I study English language at A-Level, and in my class yesterday this topic was brought up. And my teacher’s opinion on it was similar to those on the internet. “She deserved it.” No. No. As my teacher began to discuss his thoughts, I decided to discuss mine. I understood his point, how he was saying she should have had better security, or she should have not have took that much jewellery to Paris. Okay. But what he went on to say next wasn’t okay, and what he did after that definitely wasn’t okay.
He discussed how it was a shame she wasn’t shot, how she should have died, how it was all her fault, how because she’s famous she should have to expect it and deal with it, how she shouldn’t have puts her kids in that position (her kids wasn’t there, he was referring to if she had died and left her kids behind) and finally, how it was probably fake anyway because if she had sold her sex tape then she would do anything for fame.
Stop. Stop shaming a human. (No, I won’t say a woman because I believe in equality, and I don’t call that feminism, I just call that equality. But that is a whole other topic) She was fucking robbed! At gun point! She thought she was going to be raped and killed! She didn’t ask for it, whether she’s famous or she posted a pic of her flashy ring on Snapchat, she didn’t ask for it. Yes, she sold her sex tape, but plenty of people do things in their past, which are regarded as socially not acceptable, but do they also deserve to be robbed? I don’t think so. Take a step back and evaluate the situation. How would you feel if that was your sister, your mum, or just a girl in your local village? You would feel bad for them, sad for them, sad and bad for their family and friends. So why don’t you feel bad for Kim K? You don’t know her, Just like the girl in your local village who could have done something bad which you didn’t know about. You think you know Kim K because she famous, but you don’t. You don’t know what kind of mother she is, you don’t know her!

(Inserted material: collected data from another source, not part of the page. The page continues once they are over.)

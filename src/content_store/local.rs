//! Filesystem content store
//!
//! Stores sealed payloads in a local directory using their CID as filename.

use async_trait::async_trait;
use std::path::{Path, PathBuf};
use tokio::fs;
use tracing::{debug, info};

use super::{compute_cid, parse_cid, ContentStore};
use crate::error::{Result, WelltickError};

/// Result of storing a blob
#[derive(Debug, Clone)]
pub struct StoreResult {
    /// CIDv1 of the blob
    pub cid: String,
    /// Total size in bytes
    pub size_bytes: u64,
    /// Whether blob already existed
    pub already_existed: bool,
}

/// Content-addressed blob directory
pub struct LocalContentStore {
    /// Root directory for blob storage
    root_dir: PathBuf,
}

impl LocalContentStore {
    /// Create a new store at the given directory
    pub async fn new<P: AsRef<Path>>(root_dir: P) -> Result<Self> {
        let root_dir = root_dir.as_ref().to_path_buf();

        fs::create_dir_all(&root_dir).await?;

        info!(path = %root_dir.display(), "Initialized local content store");

        Ok(Self { root_dir })
    }

    /// Get path for a blob by CID
    pub(crate) fn blob_path(&self, cid: &str) -> Result<PathBuf> {
        // Only parsed CIDs reach the filesystem, which keeps ids like "../x" out
        let parsed = parse_cid(cid)?;
        let digest = hex::encode(parsed.hash().digest());
        let subdir = &digest[..4.min(digest.len())];
        Ok(self.root_dir.join(subdir).join(parsed.to_string()))
    }

    /// Store a blob, returning its CID
    pub async fn store(&self, data: &[u8]) -> Result<StoreResult> {
        let cid = compute_cid(data);
        let blob_path = self.blob_path(&cid)?;

        if fs::metadata(&blob_path).await.is_ok() {
            debug!(cid = %cid, "Blob already exists");
            return Ok(StoreResult {
                cid,
                size_bytes: data.len() as u64,
                already_existed: true,
            });
        }

        if let Some(parent) = blob_path.parent() {
            fs::create_dir_all(parent).await?;
        }

        // Blob paths only ever hold complete data: write aside, then rename into place
        let tmp_path = blob_path.with_extension("tmp");
        fs::write(&tmp_path, data).await?;
        fs::rename(&tmp_path, &blob_path).await?;

        info!(cid = %cid, size = data.len(), "Stored blob");

        Ok(StoreResult {
            cid,
            size_bytes: data.len() as u64,
            already_existed: false,
        })
    }

    /// Check if a blob exists
    pub async fn exists(&self, cid: &str) -> bool {
        match self.blob_path(cid) {
            Ok(path) => fs::metadata(path).await.is_ok(),
            Err(_) => false,
        }
    }

    /// Retrieve a blob by CID, verifying the bytes still match it
    pub async fn retrieve(&self, cid: &str) -> Result<Vec<u8>> {
        let blob_path = self.blob_path(cid)?;

        let data = match fs::read(&blob_path).await {
            Ok(data) => data,
            Err(e) if e.kind() == std::io::ErrorKind::NotFound => {
                return Err(WelltickError::NotFound(format!("Blob not found: {}", cid)));
            }
            Err(e) => return Err(e.into()),
        };

        let expected = parse_cid(cid)?.to_string();
        let computed = compute_cid(&data);
        if computed != expected {
            return Err(WelltickError::HashMismatch {
                expected,
                actual: computed,
            });
        }

        Ok(data)
    }

    /// Get storage statistics
    pub async fn stats(&self) -> Result<StorageStats> {
        let mut total_blobs = 0u64;
        let mut total_bytes = 0u64;

        let mut entries = fs::read_dir(&self.root_dir).await?;
        while let Some(entry) = entries.next_entry().await? {
            if !entry.file_type().await?.is_dir() {
                continue;
            }
            let mut blobs = fs::read_dir(entry.path()).await?;
            while let Some(blob) = blobs.next_entry().await? {
                let metadata = blob.metadata().await?;
                if metadata.is_file() && blob.path().extension().is_none() {
                    total_blobs += 1;
                    total_bytes += metadata.len();
                }
            }
        }

        Ok(StorageStats {
            total_blobs,
            total_bytes,
        })
    }
}

#[async_trait]
impl ContentStore for LocalContentStore {
    async fn put(&self, data: &[u8]) -> Result<String> {
        Ok(self.store(data).await?.cid)
    }

    async fn get(&self, id: &str) -> Result<Vec<u8>> {
        self.retrieve(id).await
    }

    fn backend_name(&self) -> &'static str {
        "local"
    }

    async fn stats(&self) -> Result<Option<StorageStats>> {
        Ok(Some(LocalContentStore::stats(self).await?))
    }
}

/// Storage statistics
#[derive(Debug, Clone, serde::Serialize)]
pub struct StorageStats {
    pub total_blobs: u64,
    pub total_bytes: u64,
}

#[cfg(test)]
mod tests {
    use super::*;
    use tempfile::TempDir;

    #[tokio::test]
    async fn test_store_and_retrieve() {
        let temp_dir = TempDir::new().unwrap();
        let store = LocalContentStore::new(temp_dir.path()).await.unwrap();

        let data = b"Hello, Welltick!";
        let result = store.store(data).await.unwrap();

        assert!(result.cid.starts_with("bafkrei"));
        assert_eq!(result.size_bytes, data.len() as u64);
        assert!(!result.already_existed);
        assert!(store.exists(&result.cid).await);

        let retrieved = store.retrieve(&result.cid).await.unwrap();
        assert_eq!(retrieved, data);
    }

    #[tokio::test]
    async fn test_idempotent_store() {
        let temp_dir = TempDir::new().unwrap();
        let store = LocalContentStore::new(temp_dir.path()).await.unwrap();

        let data = b"Duplicate test";
        let result1 = store.store(data).await.unwrap();
        let result2 = store.store(data).await.unwrap();

        assert_eq!(result1.cid, result2.cid);
        assert!(!result1.already_existed);
        assert!(result2.already_existed);

        let stats = store.stats().await.unwrap();
        assert_eq!(stats.total_blobs, 1);
        assert_eq!(stats.total_bytes, data.len() as u64);
    }

    #[tokio::test]
    async fn test_missing_blob_is_not_found() {
        let temp_dir = TempDir::new().unwrap();
        let store = LocalContentStore::new(temp_dir.path()).await.unwrap();

        let cid = compute_cid(b"never stored");
        assert!(matches!(
            store.get(&cid).await,
            Err(WelltickError::NotFound(_))
        ));
    }

    #[tokio::test]
    async fn test_invalid_cid_rejected() {
        let temp_dir = TempDir::new().unwrap();
        let store = LocalContentStore::new(temp_dir.path()).await.unwrap();

        assert!(matches!(
            store.get("../escape").await,
            Err(WelltickError::InvalidInput(_))
        ));
        assert!(!store.exists("../escape").await);
    }

    #[tokio::test]
    async fn test_corrupted_blob_detected() {
        let temp_dir = TempDir::new().unwrap();
        let store = LocalContentStore::new(temp_dir.path()).await.unwrap();

        let cid = store.put(b"original bytes").await.unwrap();
        let path = store.blob_path(&cid).unwrap();
        std::fs::write(&path, b"swapped bytes").unwrap();

        assert!(matches!(
            store.get(&cid).await,
            Err(WelltickError::HashMismatch { .. })
        ));
    }
}
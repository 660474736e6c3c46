//! Record service - the encrypted record pipeline
//!
//! Private payloads are sealed under a fresh key, pushed to the content store
//! and referenced from the row by content id. Public payloads stay inline.
//! The content store is written first and the row second; there is no
//! transaction spanning the two.

use std::sync::Arc;

use chrono::{DateTime, Utc};
use serde::{Deserialize, Deserializer, Serialize};
use serde_json::Value;
use tracing::{debug, error, info, warn};

use crate::config::StoreFailurePolicy;
use crate::content_store::ContentStore;
use crate::crypto::{self, RecordKey};
use crate::db::records::{self, PayloadStorage, RecordChanges, RecordRow};
use crate::db::Database;
use crate::error::WelltickError;
use crate::models::{RecordCategory, Visibility};

use super::auth_service::AuthUser;

/// What happened to a record's payload on the way out
#[derive(Debug, Clone, Copy, PartialEq, Eq, Serialize)]
#[serde(rename_all = "lowercase")]
pub enum PayloadStatus {
    /// Payload included
    Present,
    /// A payload is stored but this response does not carry it
    Withheld,
    /// No payload stored
    Absent,
    /// Content store could not be reached
    Unavailable,
    /// Sealed payload failed its integrity check
    Corrupted,
}

/// Outbound projection of a record. Never carries the content id or key.
#[derive(Debug, Clone, Serialize)]
#[serde(rename_all = "camelCase")]
pub struct RecordView {
    pub id: String,
    pub category: RecordCategory,
    pub title: String,
    pub description: Option<String>,
    pub payload: Option<Value>,
    pub visibility: Visibility,
    pub payload_status: PayloadStatus,
    pub created_at: DateTime<Utc>,
    pub updated_at: DateTime<Utc>,
}

impl RecordView {
    fn new(row: RecordRow, payload: Option<Value>, payload_status: PayloadStatus) -> Self {
        Self {
            id: row.id,
            category: row.category,
            title: row.title,
            description: row.description,
            payload,
            visibility: row.visibility,
            payload_status,
            created_at: row.created_at,
            updated_at: row.updated_at,
        }
    }

    /// View that never touches the content store: inline payloads are
    /// returned, sealed ones are withheld
    fn without_fetch(row: RecordRow) -> Self {
        match row.storage.clone() {
            PayloadStorage::Empty => Self::new(row, None, PayloadStatus::Absent),
            PayloadStorage::Inline(value) => Self::new(row, Some(value), PayloadStatus::Present),
            PayloadStorage::Sealed { .. } => Self::new(row, None, PayloadStatus::Withheld),
        }
    }

    /// Listing view: payloads are never included
    fn summary(row: RecordRow) -> Self {
        let status = match row.storage {
            PayloadStorage::Empty => PayloadStatus::Absent,
            _ => PayloadStatus::Withheld,
        };
        Self::new(row, None, status)
    }
}

/// Body of a create request
#[derive(Debug, Clone, Default, Deserialize)]
pub struct CreateRecordInput {
    #[serde(default, alias = "type")]
    pub category: Option<String>,
    #[serde(default)]
    pub title: Option<String>,
    #[serde(default)]
    pub description: Option<String>,
    #[serde(default, alias = "data")]
    pub payload: Option<Value>,
    #[serde(default)]
    pub visibility: Option<Visibility>,
}

/// Body of a partial update.
///
/// For `description` and `payload` an absent field leaves the value alone and
/// an explicit `null` clears it.
#[derive(Debug, Clone, Default, Deserialize)]
pub struct UpdateRecordInput {
    #[serde(default)]
    pub title: Option<String>,
    #[serde(default, deserialize_with = "present")]
    pub description: Option<Option<String>>,
    #[serde(default, alias = "data", deserialize_with = "present")]
    pub payload: Option<Option<Value>>,
    #[serde(default)]
    pub visibility: Option<Visibility>,
}

fn present<'de, T, D>(deserializer: D) -> Result<Option<Option<T>>, D::Error>
where
    T: Deserialize<'de>,
    D: Deserializer<'de>,
{
    Option::<T>::deserialize(deserializer).map(Some)
}

/// Query string of a list request
#[derive(Debug, Clone, Default, Deserialize)]
pub struct RecordListQuery {
    #[serde(default, alias = "type")]
    pub category: Option<String>,
    #[serde(default)]
    pub limit: Option<u32>,
    #[serde(default)]
    pub offset: Option<u32>,
}

fn not_found() -> WelltickError {
    WelltickError::NotFound("Health record not found".into())
}

fn validate_title(title: &str) -> Result<String, WelltickError> {
    let title = title.trim();
    if title.is_empty() {
        return Err(WelltickError::InvalidInput("Title must not be empty".into()));
    }
    Ok(title.to_string())
}

/// Record service
pub struct RecordService {
    db: Arc<Database>,
    store: Arc<dyn ContentStore>,
    on_store_failure: StoreFailurePolicy,
}
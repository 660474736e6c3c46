//! Account registration, login and the bearer-token gate

use std::sync::Arc;

use chrono::{DateTime, Utc};
use serde::Serialize;
use tracing::{debug, info};

use crate::auth::password::{self, MIN_PASSWORD_LEN};
use crate::auth::{extract_token_from_header, JwtValidator};
use crate::db::{users, Database};
use crate::error::WelltickError;

/// Identity resolved from a request's bearer token
#[derive(Debug, Clone, PartialEq, Eq)]
pub struct AuthUser {
    pub id: String,
    pub email: String,
}

/// Public view of an account
#[derive(Debug, Clone, Serialize)]
#[serde(rename_all = "camelCase")]
pub struct UserView {
    pub id: String,
    pub email: String,
    pub created_at: DateTime<Utc>,
}

impl From<users::UserRow> for UserView {
    fn from(row: users::UserRow) -> Self {
        Self {
            id: row.id,
            email: row.email,
            created_at: row.created_at,
        }
    }
}

/// Token plus account returned by register and login
#[derive(Debug, Clone, Serialize)]
pub struct AuthSession {
    pub success: bool,
    pub token: String,
    pub user: UserView,
}

/// Auth service
pub struct AuthService {
    db: Arc<Database>,
    jwt: JwtValidator,
}

fn normalize_email(email: &str) -> Result<String, WelltickError> {
    let email = email.trim().to_lowercase();
    let valid = match email.split_once('@') {
        Some((local, domain)) => !local.is_empty() && !domain.is_empty() && !email.contains(' '),
        None => false,
    };
    if !valid {
        return Err(WelltickError::InvalidInput("A valid email is required".into()));
    }
    Ok(email)
}

fn invalid_credentials() -> WelltickError {
    WelltickError::Unauthorized("Invalid email or password".into())
}

impl AuthService {
    pub fn new(db: Arc<Database>, jwt: JwtValidator) -> Self {
        Self { db, jwt }
    }

    /// Create an account and issue its first token
    pub fn register(&self, email: &str, password: &str) -> Result<AuthSession, WelltickError> {
        let email = normalize_email(email)?;
        if password.chars().count() < MIN_PASSWORD_LEN {
            return Err(WelltickError::InvalidInput(format!(
                "Password must be at least {} characters",
                MIN_PASSWORD_LEN
            )));
        }

        let hash = password::hash_password(password)?;
        let user = self.db.with_conn(|conn| users::create_user(conn, &email, &hash))?;
        info!(user_id = %user.id, "Registered account");

        self.session(user)
    }

    /// Check credentials and issue a token
    pub fn login(&self, email: &str, password: &str) -> Result<AuthSession, WelltickError> {
        let email = normalize_email(email).map_err(|_| invalid_credentials())?;

        let user = self
            .db
            .with_conn(|conn| users::get_user_by_email(conn, &email))?
            .ok_or_else(invalid_credentials)?;

        if !password::verify_password(password, &user.password_hash)? {
            debug!(user_id = %user.id, "Rejected login");
            return Err(invalid_credentials());
        }

        self.session(user)
    }

    /// Resolve an Authorization header to a stored user
    pub fn authenticate(&self, header: Option<&str>) -> Result<AuthUser, WelltickError> {
        let token = extract_token_from_header(header)
            .ok_or_else(|| WelltickError::Unauthorized("Access token required".into()))?;

        let claims = self.jwt.verify_token(token)?;

        let user = self
            .db
            .with_conn(|conn| users::get_user(conn, &claims.sub))?
            .ok_or_else(|| WelltickError::Unauthorized("Unknown user".into()))?;

        Ok(AuthUser {
            id: user.id,
            email: user.email,
        })
    }

    /// Account details for an authenticated user
    pub fn me(&self, user: &AuthUser) -> Result<UserView, WelltickError> {
        self.db
            .with_conn(|conn| users::get_user(conn, &user.id))?
            .map(UserView::from)
            .ok_or_else(|| WelltickError::NotFound("User not found".into()))
    }

    fn session(&self, user: users::UserRow) -> Result<AuthSession, WelltickError> {
        let token = self.jwt.generate_token(&user.id, &user.email)?;
        Ok(AuthSession {
            success: true,
            token,
            user: user.into(),
        })
    }
}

My teacher said and I quote “the more times you say that name, the more irritating it gets.” Referring to “Kim”. He said that the next day, today, because he decided to base the whole next lesson around it, and we were reading an article about the incident. It mentioned Kim’s name around 30 times. No shit! The article is about her, of course it is going to mention her name. He spoke a lot about the article being bias, but he taught a lesson involving a lot of biased information, about how he hated Kim. Double standards. I’m not typing this to get at my teacher – he was one of my favourites. But my teacher doesn’t only represent my teacher, but it also represents what I’ve heard online. Everything that I’ve said my teacher had said is true, but the reason I’m typing this is to prove my point to the world.
For people arguing the points of, she shouldn’t have been carrying that much jewellery around, it was Paris fashion week. A week of fashion shows where everyone is going to be focused on your fashion. If you’re Kim K, and have that kind of jewellery, you are going to take it to Paris fashion week. To her, those are her best pieces. Like your Adidas superstars or Michael Kors handbag is your best piece, which you’ll wear to the shopping centre on a Saturday. It’s all relative.
For people arguing the points of, she should have had better security. Yeah, maybe, perhaps. Her bodyguard was at Arc nightclub guarding Kourtney and Khloe. Maybe she should have had another one. But it still happened, you can still care without constantly picking fault.
If you take something from this, just think about how you’d feel if it was someone close to you. Or just think about if it happened to someone you don’t know. Or just have some decency and compassion.
Spread love and care not hate and negativity.